Note: I have decided to put my efforts into my End Procrastination class for the moment. In the meantime, I created a blog post that sums up my thoughts: http://areteinstitute.wordpress.com/2012/02/04/social-skills-for-geeks/
On to the original description:
I've spent most of my life equating "being social" with "being fake," and I didn't want to have much to do with either. I had a few intense friendships and little beyond that, and that was fine by me.

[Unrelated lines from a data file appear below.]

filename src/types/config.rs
use std::path::{Path, PathBuf};
use thiserror::Error;

/// 設定関連のエラー型
/// 環境変数から読み込んだ設定値の検証エラーを定義
#[derive(Error, Debug)]
pub enum ConfigError {
    /// 設定値が不正
    #[error("設定値が不正です: {reason}")]
    InvalidValue { reason: String },
}

impl ConfigError {
    /// 不正な設定値エラーを作成
    pub fn invalid_value<R: Into<String>>(reason: R) -> Self {
        Self::InvalidValue {
            reason: reason.into(),
        }
    }
}

/// 設定エラーのResult型エイリアス
pub type ConfigResult<T> = std::result::Result<T, ConfigError>;

pub const ENV_DATA_DIR: &str = "XSWEEP_DATA_DIR";
pub const ENV_API_BASE_URL: &str = "XSWEEP_API_BASE_URL";
pub const ENV_HTTP_TIMEOUT_SECS: &str = "XSWEEP_HTTP_TIMEOUT_SECS";

pub const DEFAULT_API_BASE_URL: &str = "https://api.twitter.com";
pub const DEFAULT_HTTP_TIMEOUT_SECS: u64 = 30;

pub const ARCHIVE_FILE_NAME: &str = "tweets.js";
pub const CREDENTIALS_FILE_NAME: &str = "credentials.json";
pub const FILTERS_FILE_NAME: &str = "filters.json";

/// アプリケーション設定
///
/// データディレクトリ配下に `tweets.js`, `credentials.json`, `filters.json` を置く。
#[derive(Debug, Clone, PartialEq, Eq)]
pub struct AppConfig {
    pub data_dir: PathBuf,
    pub api_base_url: String,
    pub http_timeout_secs: u64,
}

impl Default for AppConfig {
    fn default() -> Self {
        Self {
            data_dir: PathBuf::from("."),
            api_base_url: DEFAULT_API_BASE_URL.to_string(),
            http_timeout_secs: DEFAULT_HTTP_TIMEOUT_SECS,
        }
    }
}

impl AppConfig {
    /// 環境変数から設定を読み込む（.envは呼び出し側で読み込み済みであること）
    pub fn from_env() -> ConfigResult<Self> {
        Self::from_lookup(|name| std::env::var(name).ok())
    }

    /// 任意の検索関数から設定を組み立てる
    ///
    /// 未設定の項目はデフォルト値を使用する。
    pub fn from_lookup<F>(lookup: F) -> ConfigResult<Self>
    where
        F: Fn(&str) -> Option<String>,
    {
        let mut config = Self::default();

        if let Some(dir) = lookup(ENV_DATA_DIR).filter(|v| !v.trim().is_empty()) {
            config.data_dir = PathBuf::from(dir.trim());
        }

        if let Some(url) = lookup(ENV_API_BASE_URL).filter(|v| !v.trim().is_empty()) {
            let url = url.trim().trim_end_matches('/');
            if !url.starts_with("http://") && !url.starts_with("https://") {
                return Err(ConfigError::invalid_value(format!(
                    "{}はhttp(s)のURLである必要があります: {}",
                    ENV_API_BASE_URL, url
                )));
            }
            config.api_base_url = url.to_string();
        }

        if let Some(raw) = lookup(ENV_HTTP_TIMEOUT_SECS) {
            config.http_timeout_secs = match raw.trim().parse::<u64>() {
                Ok(secs) if secs > 0 => secs,
                _ => {
                    return Err(ConfigError::invalid_value(format!(
                        "{}は1以上の整数である必要があります: {}",
                        ENV_HTTP_TIMEOUT_SECS, raw
                    )))
                }
            };
        }

        Ok(config)
    }

    /// データディレクトリを差し替えた設定を返す
    pub fn with_data_dir<P: AsRef<Path>>(mut self, dir: P) -> Self {
        self.data_dir = dir.as_ref().to_path_buf();
        self
    }

    pub fn archive_path(&self) -> PathBuf {
        self.data_dir.join(ARCHIVE_FILE_NAME)
    }

    pub fn credentials_path(&self) -> PathBuf {
        self.data_dir.join(CREDENTIALS_FILE_NAME)
    }

    pub fn filters_path(&self) -> PathBuf {
        self.data_dir.join(FILTERS_FILE_NAME)
    }
}

#[cfg(test)]
mod tests {
    use super::*;
    use std::collections::HashMap;

    fn lookup_from(pairs: &[(&str, &str)]) -> impl Fn(&str) -> Option<String> {
        let map: HashMap<String, String> = pairs
            .iter()
            .map(|(k, v)| (k.to_string(), v.to_string()))
            .collect();
        move |name: &str| map.get(name).cloned()
    }

    #[test]
    fn test_defaults_when_nothing_is_set() {
        let config = AppConfig::from_lookup(lookup_from(&[])).unwrap();
        assert_eq!(config, AppConfig::default());
        assert_eq!(config.archive_path(), PathBuf::from("./tweets.js"));
    }

    #[test]
    fn test_values_from_lookup() {
        let config = AppConfig::from_lookup(lookup_from(&[
            (ENV_DATA_DIR, "/tmp/xsweep"),
            (ENV_API_BASE_URL, "http://127.0.0.1:8080/"),
            (ENV_HTTP_TIMEOUT_SECS, "5"),
        ]))
        .unwrap();

        assert_eq!(config.data_dir, PathBuf::from("/tmp/xsweep"));
        // 末尾のスラッシュは取り除かれる
        assert_eq!(config.api_base_url, "http://127.0.0.1:8080");
        assert_eq!(config.http_timeout_secs, 5);
        assert_eq!(
            config.filters_path(),
            PathBuf::from("/tmp/xsweep/filters.json")
        );
    }

    #[test]
    fn test_invalid_values() {
        let timeout = AppConfig::from_lookup(lookup_from(&[(ENV_HTTP_TIMEOUT_SECS, "abc")]));
        assert!(matches!(timeout, Err(ConfigError::InvalidValue { .. })));

        let zero = AppConfig::from_lookup(lookup_from(&[(ENV_HTTP_TIMEOUT_SECS, "0")]));
        assert!(zero.is_err(), "0秒のタイムアウトは拒否されるはず");

        let url = AppConfig::from_lookup(lookup_from(&[(ENV_API_BASE_URL, "ftp://example.com")]));
        assert!(url.is_err(), "http(s)以外のURLは拒否されるはず");
    }
}
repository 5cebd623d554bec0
pub mod session;
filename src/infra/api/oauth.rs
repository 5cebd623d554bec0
//! OAuth 1.0a (HMAC-SHA1) リクエスト署名
//!
//! Xのv1.1 APIはユーザーコンテキストの書き込み操作にOAuth 1.0aを要求する。
//! ここでは `Authorization` ヘッダーの値を組み立てるところまでを扱い、
//! 実際の送信は `x.rs` のクライアントが行う。

use crate::domain::credentials::Credentials;
use anyhow::{Context, Result};
use base64::engine::general_purpose::STANDARD;
use base64::Engine;
use hmac::{Hmac, Mac};
use sha1::Sha1;

type HmacSha1 = Hmac<Sha1>;

/// 署名に使う一回限りの値
#[derive(Debug, Clone)]
pub struct OAuthNonce {
    pub nonce: String,
    pub timestamp: i64,
}

/// RFC 3986の非予約文字以外をパーセントエンコードする
fn encode(value: &str) -> String {
    urlencoding::encode(value).into_owned()
}

/// 署名ベース文字列を作成する
///
/// `METHOD&encode(url)&encode(sorted params)` の形式。
pub fn signature_base_string(method: &str, url: &str, params: &[(String, String)]) -> String {
    let mut encoded: Vec<(String, String)> = params
        .iter()
        .map(|(k, v)| (encode(k), encode(v)))
        .collect();
    encoded.sort();

    let param_string = encoded
        .iter()
        .map(|(k, v)| format!("{}={}", k, v))
        .collect::<Vec<_>>()
        .join("&");

    format!(
        "{}&{}&{}",
        method.to_ascii_uppercase(),
        encode(url),
        encode(&param_string)
    )
}

/// HMAC-SHA1で署名しBase64文字列を返す
pub fn sign(base_string: &str, consumer_secret: &str, token_secret: &str) -> Result<String> {
    let key = format!("{}&{}", encode(consumer_secret), encode(token_secret));
    let mut mac = HmacSha1::new_from_slice(key.as_bytes()).context("署名キーの作成に失敗")?;
    mac.update(base_string.as_bytes());
    Ok(STANDARD.encode(mac.finalize().into_bytes()))
}

/// `Authorization` ヘッダーの値を作成する
///
/// # 引数
/// - `method`: HTTPメソッド
/// - `url`: クエリ文字列を含まないリクエストURL
/// - `request_params`: クエリ・フォームのパラメータ（署名対象）
/// - `credentials`: APIキー一式
/// - `nonce`: nonceとタイムスタンプ
pub fn authorization_header(
    method: &str,
    url: &str,
    request_params: &[(&str, &str)],
    credentials: &Credentials,
    nonce: &OAuthNonce,
) -> Result<String> {
    let timestamp = nonce.timestamp.to_string();
    let oauth_params: Vec<(String, String)> = vec![
        ("oauth_consumer_key".into(), credentials.consumer_key.clone()),
        ("oauth_nonce".into(), nonce.nonce.clone()),
        ("oauth_signature_method".into(), "HMAC-SHA1".into()),
        ("oauth_timestamp".into(), timestamp),
        ("oauth_token".into(), credentials.access_token.clone()),
        ("oauth_version".into(), "1.0".into()),
    ];

    let mut all_params = oauth_params.clone();
    all_params.extend(
        request_params
            .iter()
            .map(|(k, v)| (k.to_string(), v.to_string())),
    );

    let base = signature_base_string(method, url, &all_params);
    let signature = sign(
        &base,
        &credentials.consumer_secret,
        &credentials.access_token_secret,
    )?;

    let mut header_params = oauth_params;
    header_params.push(("oauth_signature".into(), signature));
    header_params.sort();

    let fields = header_params
        .iter()
        .map(|(k, v)| format!("{}=\"{}\"", encode(k), encode(v)))
        .collect::<Vec<_>>()
        .join(", ");
    Ok(format!("OAuth {}", fields))
}
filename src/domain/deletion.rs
use crate::domain::credentials::Credentials;
use crate::infra::api::x::{ApiFailure, DestroyOutcome, PlatformClient};
use crate::types::{AppError, AppResult};
use serde::Serialize;
use tracing::{debug, info, warn};

/// XのAPIエラーコードと利用者向けメッセージの対応表
const API_ERROR_MESSAGES: &[(i64, &str)] = &[
    (32, "認証に失敗しました。APIキーを確認してください。"),
    (64, "アカウントが凍結されています。"),
    (88, "レート制限を超えました。15分ほど待ってから再試行してください。"),
    (89, "アクセストークンが期限切れか無効化されています。トークンを再発行してください。"),
    (135, "タイムスタンプが範囲外です。システムの時計を確認してください。"),
    (144, "投稿が見つかりません（既に削除されている可能性があります）。"),
    (179, "この投稿を閲覧する権限がありません。"),
    (185, "1日の投稿上限に達しました。"),
    (226, "自動化されたスパムと判定されました。時間をおいて再試行してください。"),
    (261, "アプリの書き込み権限が無効です。Developer PortalでRead+Writeを有効にしてください。"),
    (326, "アカウントがロックされています。先にXのサイトでアカウントを確認してください。"),
    (401, "認証されていません。APIキーが無効か期限切れの可能性があります。"),
    (403, "権限がありません。アプリにRead+Write権限があるか確認してください。"),
];

/// エラーコードに対応するメッセージを返す
pub fn known_error_message(code: i64) -> Option<&'static str> {
    API_ERROR_MESSAGES
        .iter()
        .find(|(c, _)| *c == code)
        .map(|(_, msg)| *msg)
}

/// APIのエラー内容を利用者向けメッセージに変換する
///
/// 対応表にないコード、またはコードがない場合は生のエラーテキストを返す。
pub fn friendly_error(failure: &ApiFailure) -> String {
    failure
        .code
        .and_then(known_error_message)
        .map(str::to_string)
        .unwrap_or_else(|| failure.message.clone())
}

/// 削除に失敗したID
#[derive(Debug, Clone, PartialEq, Eq, Serialize)]
pub struct FailedDeletion {
    pub id: String,
    pub error: String,
}

/// 一括削除の結果
#[derive(Debug, Clone, Default, PartialEq, Eq, Serialize)]
pub struct DeleteReport {
    /// 削除できたID（既に存在しなかったものを含む）
    pub deleted: Vec<String>,
    /// 削除できなかったIDとエラーメッセージ
    pub failed: Vec<FailedDeletion>,
}

impl DeleteReport {
    pub fn is_complete_success(&self) -> bool {
        self.failed.is_empty()
    }
}

impl std::fmt::Display for DeleteReport {
    fn fmt(&self, f: &mut std::fmt::Formatter<'_>) -> std::fmt::Result {
        write!(
            f,
            "削除完了: 成功{}件、失敗{}件",
            self.deleted.len(),
            self.failed.len()
        )
    }
}

/// 1件の投稿を削除する
///
/// 「見つからない」は削除済みとして成功扱いにする。
/// それ以外のAPIエラーは翻訳済みメッセージの`AppError::Platform`になる。
pub async fn delete_record<C: PlatformClient + ?Sized>(
    client: &C,
    credentials: &Credentials,
    id: &str,
) -> AppResult<()> {
    let outcome = client
        .destroy_status(credentials, id)
        .await
        .map_err(|e| AppError::platform(format!("予期しないエラー: {:#}", e)))?;

    match outcome {
        DestroyOutcome::Destroyed => {
            debug!(id = id, "投稿を削除しました");
            Ok(())
        }
        DestroyOutcome::NotFound => {
            debug!(id = id, "投稿が見つからないため削除済みとして扱います");
            Ok(())
        }
        DestroyOutcome::Rejected(failure) => {
            Err(AppError::platform(friendly_error(&failure)))
        }
    }
}

/// # 概要
/// 複数の投稿を順番に削除する。
///
/// ## 動作
/// - 各IDは独立して処理し、1件の失敗で全体を中断しない
/// - 削除できたIDは`on_deleted`に渡す
///
/// ## 戻り値
/// - `DeleteReport`: 成功・失敗したIDの内訳
pub async fn delete_batch<C, F>(
    client: &C,
    credentials: &Credentials,
    ids: &[String],
    mut on_deleted: F,
) -> DeleteReport
where
    C: PlatformClient + ?Sized,
    F: FnMut(&str),
{
    let mut report = DeleteReport::default();

    for id in ids {
        match delete_record(client, credentials, id).await {
            Ok(()) => {
                on_deleted(id);
                report.deleted.push(id.clone());
            }
            Err(e) => {
                warn!(id = %id, error = %e, "投稿の削除に失敗しました");
                report.failed.push(FailedDeletion {
                    id: id.clone(),
                    error: e.to_string(),
                });
            }
        }
    }

    if report.is_complete_success() {
        info!(deleted = report.deleted.len(), "{}", report);
    } else {
        warn!(
            deleted = report.deleted.len(),
            failed = report.failed.len(),
            "{}",
            report
        );
    }
    report
}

But my attitude was a bit of a problem when I entered the working world. I am a teacher and a project manager for a living: people kinda need to feel comfortable working with me. My early anti-socialness led people to think I didn't like them, that I didn't want to work with them, and that they were probably better off without me. My occasional awkwardness led people to think that I wasn't just unsure what to say next but that I probably didn't actually have anything worth saying anyway. One day I received the feedback that it was a shame that something so simple was holding back my career; and I decided, deliberately and carefully, to figure out how to socialize in a way that didn't feel like an act.
In my class, I will teach you what I have been able to figure out through experience and observing others. We will workshop skills involved in having casual but genuine social interactions at networking events or with your coworkers. We will focus on:
-How to start a conversation with anyone
-First impressions--you can dress like a fourteen year old if you want, but make the choice to, rather than doing it by default
-Listening--much more important than talking. But active listening involves more than looking at someone when they speak.
--The common fears of socializing and how to deal with them
You will walk away with a self-diagnosis of what's stopping you socially, a lot of practice in starting conversations and active listening skills, honest feedback from others on your first impression, and a summary pamphlet of the techniques described in class.